Producer Fellow Jonathan Duffy describes the FilmHouse community as “swimming with a school of fish.” He is one of the 30 filmmakers using the space. “It’s always nice to have someone else to talk with about your work. There are filmmakers here of different levels of experience with different projects,” he says. “We have hiking meetings in the Precidio.” (I can’t tell if he’s kidding about that one or not.) Duffy moved to San Francisco from Austin to participate in the KRF Producer Fellows and FilmHouse Residency programs. He produced Hellion (director Kat Candler), a 2014 Sundance Film Festival selection, and Pit Stop (director Yen Tan), a 2013 Sundance winner, both of which were supported by the SFFS/Kenneth Rainin Foundation Filmmaking Grant.
FilmHouse Residencies provide office space to independent narrative feature filmmakers actively engaged in various stages of film production. FilmHouse residents are not necessarily recipients of another SFFS program, but can be, such as Duffy.“To be accepted into the FilmHouse Residency meant we could immediately tap into a new filmmaker community and network,” says Priya Giri Desai, whose documentary (along with filmmaker Ann S. Kim) Lovesick received a grant in 2011. “We screened cuts at the FilmHouse, learned names of local editors, composers, post houses, etc… to compare prices and styles.
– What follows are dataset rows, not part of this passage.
//! Compile-time constant expressions.
//!
//! Covers literals, `final` locals with constant initializers and the
//! operators Java allows in constant expressions. Integer arithmetic wraps
//! at the width of its promoted type. Anything else, including casts and
//! fields, is not a constant here.

use tree_sitter::Node;

use crate::syntax::{children, named_children, node_text};

#[derive(Debug, Clone, PartialEq)]
pub(super) enum Constant {
    Bool(bool),
    Int(i32),
    Long(i64),
    Float(f64),
    Char(char),
    Str(String),
}

#[derive(Debug, Clone, Copy)]
enum Numeric {
    Int(i32),
    Long(i64),
    Float(f64),
}

impl Numeric {
    fn as_i64(self) -> i64 {
        match self {
            Numeric::Int(v) => i64::from(v),
            Numeric::Long(v) => v,
            Numeric::Float(v) => v as i64,
        }
    }

    fn as_f64(self) -> f64 {
        match self {
            Numeric::Int(v) => f64::from(v),
            Numeric::Long(v) => v as f64,
            Numeric::Float(v) => v,
        }
    }
}

impl Constant {
    fn numeric(&self) -> Option<Numeric> {
        match *self {
            Constant::Int(v) => Some(Numeric::Int(v)),
            Constant::Long(v) => Some(Numeric::Long(v)),
            Constant::Float(v) => Some(Numeric::Float(v)),
            Constant::Char(c) => Some(Numeric::Int(c as i32)),
            Constant::Bool(_) | Constant::Str(_) => None,
        }
    }

    /// Text of the value when concatenated to a string.
    fn concat_text(&self) -> Option<String> {
        match self {
            Constant::Bool(v) => Some(v.to_string()),
            Constant::Int(v) => Some(v.to_string()),
            Constant::Long(v) => Some(v.to_string()),
            Constant::Char(c) => Some(c.to_string()),
            Constant::Str(s) => Some(s.clone()),
            // Java and Rust print doubles differently
            Constant::Float(_) => None,
        }
    }

    /// Convert an initializer to the declared type of a `final` local.
    pub(super) fn coerce(self, type_name: &str) -> Option<Constant> {
        match (type_name, self) {
            ("boolean", value @ Constant::Bool(_)) => Some(value),
            ("String", value @ Constant::Str(_)) => Some(value),
            ("int" | "short" | "byte", Constant::Int(v)) => Some(Constant::Int(v)),
            ("int" | "short" | "byte", Constant::Char(c)) => Some(Constant::Int(c as i32)),
            ("char", value @ Constant::Char(_)) => Some(value),
            ("char", Constant::Int(v)) => u32::try_from(v).ok().and_then(char::from_u32).map(Constant::Char),
            ("long", value) => value.numeric().and_then(|n| match n {
                Numeric::Float(_) => None,
                other => Some(Constant::Long(other.as_i64())),
            }),
            ("float" | "double", value) => value.numeric().map(|n| Constant::Float(n.as_f64())),
            _ => None,
        }
    }
}

fn operator(node: Node<'_>) -> Option<&'static str> {
    node.child_by_field_name("operator").map(|op| op.kind())
}

/// Value of `node` when it is a constant expression.
///
/// `lookup` resolves simple names to the constants they are bound to.
pub(super) fn evaluate(
    node: Node<'_>,
    source: &[u8],
    lookup: &dyn Fn(&str) -> Option<Constant>,
) -> Option<Constant> {
    let eval = |child: Node<'_>| evaluate(child, source, lookup);
    match node.kind() {
        "true" => Some(Constant::Bool(true)),
        "false" => Some(Constant::Bool(false)),
        "decimal_integer_literal" | "hex_integer_literal" | "octal_integer_literal"
        | "binary_integer_literal" => parse_integer(node_text(node, source)),
        "decimal_floating_point_literal" => parse_float(node_text(node, source)),
        "character_literal" => parse_char(node_text(node, source)),
        "string_literal" => parse_string(node_text(node, source)),
        "identifier" => lookup(node_text(node, source)),
        "parenthesized_expression" => named_children(node).into_iter().next().and_then(eval),
        "unary_expression" => unary(operator(node)?, eval(node.child_by_field_name("operand")?)?),
        "binary_expression" => {
            let left = eval(node.child_by_field_name("left")?)?;
            let right = eval(node.child_by_field_name("right")?)?;
            binary(operator(node)?, left, right)
        }
        "ternary_expression" => match eval(node.child_by_field_name("condition")?)? {
            Constant::Bool(true) => eval(node.child_by_field_name("consequence")?),
            Constant::Bool(false) => eval(node.child_by_field_name("alternative")?),
            _ => None,
        },
        _ => None,
    }
}

/// Truth value of `node` when it is a boolean constant expression.
pub(super) fn condition_value(
    node: Node<'_>,
    source: &[u8],
    lookup: &dyn Fn(&str) -> Option<Constant>,
) -> Option<bool> {
    match evaluate(node, source, lookup)? {
        Constant::Bool(value) => Some(value),
        _ => None,
    }
}

/// Declared type of a `final` local declaration of a constant-capable type.
pub(super) fn final_constant_type<'s>(declaration: Node<'_>, source: &'s [u8]) -> Option<&'s str> {
    let is_final = children(declaration)
        .into_iter()
        .filter(|child| child.kind() == "modifiers")
        .any(|modifiers| children(modifiers).iter().any(|m| m.kind() == "final"));
    if !is_final {
        return None;
    }
    let ty = declaration.child_by_field_name("type")?;
    match ty.kind() {
        "integral_type" | "floating_point_type" | "boolean_type" => Some(node_text(ty, source)),
        "type_identifier" if node_text(ty, source) == "String" => Some("String"),
        _ => None,
    }
}

fn unary(op: &str, value: Constant) -> Option<Constant> {
    match (op, value) {
        ("!", Constant::Bool(v)) => Some(Constant::Bool(!v)),
        ("-" | "+" | "~", value) => {
            let n = value.numeric()?;
            match (op, n) {
                ("+", _) => Some(from_numeric(n)),
                ("-", Numeric::Int(v)) => Some(Constant::Int(v.wrapping_neg())),
                ("-", Numeric::Long(v)) => Some(Constant::Long(v.wrapping_neg())),
                ("-", Numeric::Float(v)) => Some(Constant::Float(-v)),
                ("~", Numeric::Int(v)) => Some(Constant::Int(!v)),
                ("~", Numeric::Long(v)) => Some(Constant::Long(!v)),
                _ => None,
            }
        }
        _ => None,
    }
}

fn from_numeric(n: Numeric) -> Constant {
    match n {
        Numeric::Int(v) => Constant::Int(v),
        Numeric::Long(v) => Constant::Long(v),
        Numeric::Float(v) => Constant::Float(v),
    }
}

fn binary(op: &str, left: Constant, right: Constant) -> Option<Constant> {
    if let (Constant::Bool(l), Constant::Bool(r)) = (&left, &right) {
        let (l, r) = (*l, *r);
        return match op {
            "&&" | "&" => Some(Constant::Bool(l && r)),
            "||" | "|" => Some(Constant::Bool(l || r)),
            "==" => Some(Constant::Bool(l == r)),
            "!=" | "^" => Some(Constant::Bool(l != r)),
            _ => None,
        };
    }
    if let (Constant::Str(l), Constant::Str(r)) = (&left, &right) {
        match op {
            "==" => return Some(Constant::Bool(l == r)),
            "!=" => return Some(Constant::Bool(l != r)),
            _ => {}
        }
    }
    if op == "+" && (matches!(left, Constant::Str(_)) || matches!(right, Constant::Str(_))) {
        return Some(Constant::Str(left.concat_text()? + &right.concat_text()?));
    }

    let (l, r) = (left.numeric()?, right.numeric()?);
    if matches!(op, "<<" | ">>" | ">>>") {
        return shift(op, l, r.as_i64());
    }
    match (l, r) {
        (Numeric::Float(_), _) | (_, Numeric::Float(_)) => floating(op, l.as_f64(), r.as_f64()),
        (Numeric::Long(_), _) | (_, Numeric::Long(_)) => integral(op, l.as_i64(), r.as_i64()),
        (Numeric::Int(_), Numeric::Int(_)) => match integral(op, l.as_i64(), r.as_i64())? {
            Constant::Long(v) => Some(Constant::Int(v as i32)),
            other => Some(other),
        },
    }
}

/// Operators on two integers in 64-bit arithmetic; `int` results are
/// narrowed by the caller, which matches 32-bit wrapping.
fn integral(op: &str, l: i64, r: i64) -> Option<Constant> {
    let value = match op {
        "+" => l.wrapping_add(r),
        "-" => l.wrapping_sub(r),
        "*" => l.wrapping_mul(r),
        "/" => l.checked_div(r).or_else(|| (r == -1).then(|| l.wrapping_neg()))?,
        "%" => l.checked_rem(r).or_else(|| (r == -1).then_some(0))?,
        "&" => l & r,
        "|" => l | r,
        "^" => l ^ r,
        _ => return compare(op, l.cmp(&r).into()),
    };
    Some(Constant::Long(value))
}

fn floating(op: &str, l: f64, r: f64) -> Option<Constant> {
    let value = match op {
        "+" => l + r,
        "-" => l - r,
        "*" => l * r,
        "/" => l / r,
        "%" => l % r,
        _ => return compare(op, l.partial_cmp(&r)),
    };
    Some(Constant::Float(value))
}

fn compare(op: &str, ordering: Option<std::cmp::Ordering>) -> Option<Constant> {
    use std::cmp::Ordering::{Equal, Greater, Less};
    // NaN compares false except for `!=`
    let result = match (op, ordering) {
        ("==", o) => o == Some(Equal),
        ("!=", o) => o != Some(Equal),
        ("<", o) => o == Some(Less),
        ("<=", o) => matches!(o, Some(Less | Equal)),
        (">", o) => o == Some(Greater),
        (">=", o) => matches!(o, Some(Greater | Equal)),
        _ => return None,
    };
    Some(Constant::Bool(result))
}

fn shift(op: &str, value: Numeric, distance: i64) -> Option<Constant> {
    match value {
        Numeric::Int(v) => {
            let s = (distance & 31) as u32;
            Some(Constant::Int(match op {
                "<<" => v.wrapping_shl(s),
                ">>" => v.wrapping_shr(s),
                _ => ((v as u32) >> s) as i32,
            }))
        }
        Numeric::Long(v) => {
            let s = (distance & 63) as u32;
            Some(Constant::Long(match op {
                "<<" => v.wrapping_shl(s),
                ">>" => v.wrapping_shr(s),
                _ => ((v as u64) >> s) as i64,
            }))
        }
        Numeric::Float(_) => None,
    }
}

fn parse_integer(text: &str) -> Option<Constant> {
    let digits: String = text.chars().filter(|c| *c != '_').collect();
    let is_long = digits.ends_with(&['l', 'L'][..]);
    let lower = digits.trim_end_matches(&['l', 'L'][..]).to_ascii_lowercase();
    let raw = if let Some(hex) = lower.strip_prefix("0x") {
        u64::from_str_radix(hex, 16).ok()?
    } else if let Some(bin) = lower.strip_prefix("0b") {
        u64::from_str_radix(bin, 2).ok()?
    } else if lower.len() > 1 && lower.starts_with('0') {
        u64::from_str_radix(&lower[1..], 8).ok()?
    } else {
        lower.parse::<u64>().ok()?
    };
    if is_long {
        Some(Constant::Long(raw as i64))
    } else {
        // 2147483648 only appears under unary minus, where wrapping gives MIN
        u32::try_from(raw).ok().map(|v| Constant::Int(v as i32))
    }
}

fn parse_float(text: &str) -> Option<Constant> {
    let digits: String = text.chars().filter(|c| *c != '_').collect();
    let digits = digits.trim_end_matches(&['f', 'F', 'd', 'D'][..]);
    digits.parse::<f64>().ok().map(Constant::Float)
}

fn parse_char(text: &str) -> Option<Constant> {
    let inner = text.strip_prefix('\'')?.strip_suffix('\'')?;
    let mut chars = unescape(inner)?.into_iter();
    match (chars.next(), chars.next()) {
        (Some(c), None) => Some(Constant::Char(c)),
        _ => None,
    }
}

fn parse_string(text: &str) -> Option<Constant> {
    if text.starts_with("\"\"\"") {
        return None;
    }
    let inner = text.strip_prefix('"')?.strip_suffix('"')?;
    unescape(inner).map(|chars| Constant::Str(chars.into_iter().collect()))
}

fn unescape(text: &str) -> Option<Vec<char>> {
    let mut out = Vec::new();
    let mut chars = text.chars().peekable();
    while let Some(c) = chars.next() {
        if c != '\\' {
            out.push(c);
            continue;
        }
        let escaped = match chars.next()? {
            'n' => '\n',
            't' => '\t',
            'r' => '\r',
            'b' => '\u{8}',
            'f' => '\u{c}',
            's' => ' ',
            'u' => {
                while chars.peek() == Some(&'u') {
                    chars.next();
                }
                let hex: String = chars.by_ref().take(4).collect();
                char::from_u32(u32::from_str_radix(&hex, 16).ok()?)?
            }
            digit @ '0'..='7' => {
                let mut value = digit.to_digit(8)?;
                let max_len = if digit <= '3' { 3 } else { 2 };
                for _ in 1..max_len {
                    match chars.peek().and_then(|d| d.to_digit(8)) {
                        Some(d) => {
                            value = value * 8 + d;
                            chars.next();
                        }
                        None => break,
                    }
                }
                char::from_u32(value)?
            }
            other => other,
        };
        out.push(escaped);
    }
    Some(out)
}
And most importantly, we made friends who were going through what we were going through. That is invaluable when you work as an independent.”
Duffy calls the application “a competitive, but honest process.” Each application round typically draws over 200 applicants for about five to seven slots.
FilmHouse bears some similarities to an incubator lab for filmmakers – but that comparison reduces filmmakers and tech entrepreneurs to their stereotypes. Of course, since Filmmaker360 recipients reside in the biggest high-tech area in the US, they have up-close access to digital tools and resources, etcetera, etcetera… (an area which I written a lot about). But, at its core, says Turnure-Salleo, Filmmaker360 is about filmmakers with “first, a great story, and, second, a strong desire to build a long-term relationship with the film community here. This area has a long history of literature, art, political activism, creativity, and culture.” That foundation will serve the Bay Area’s film community well.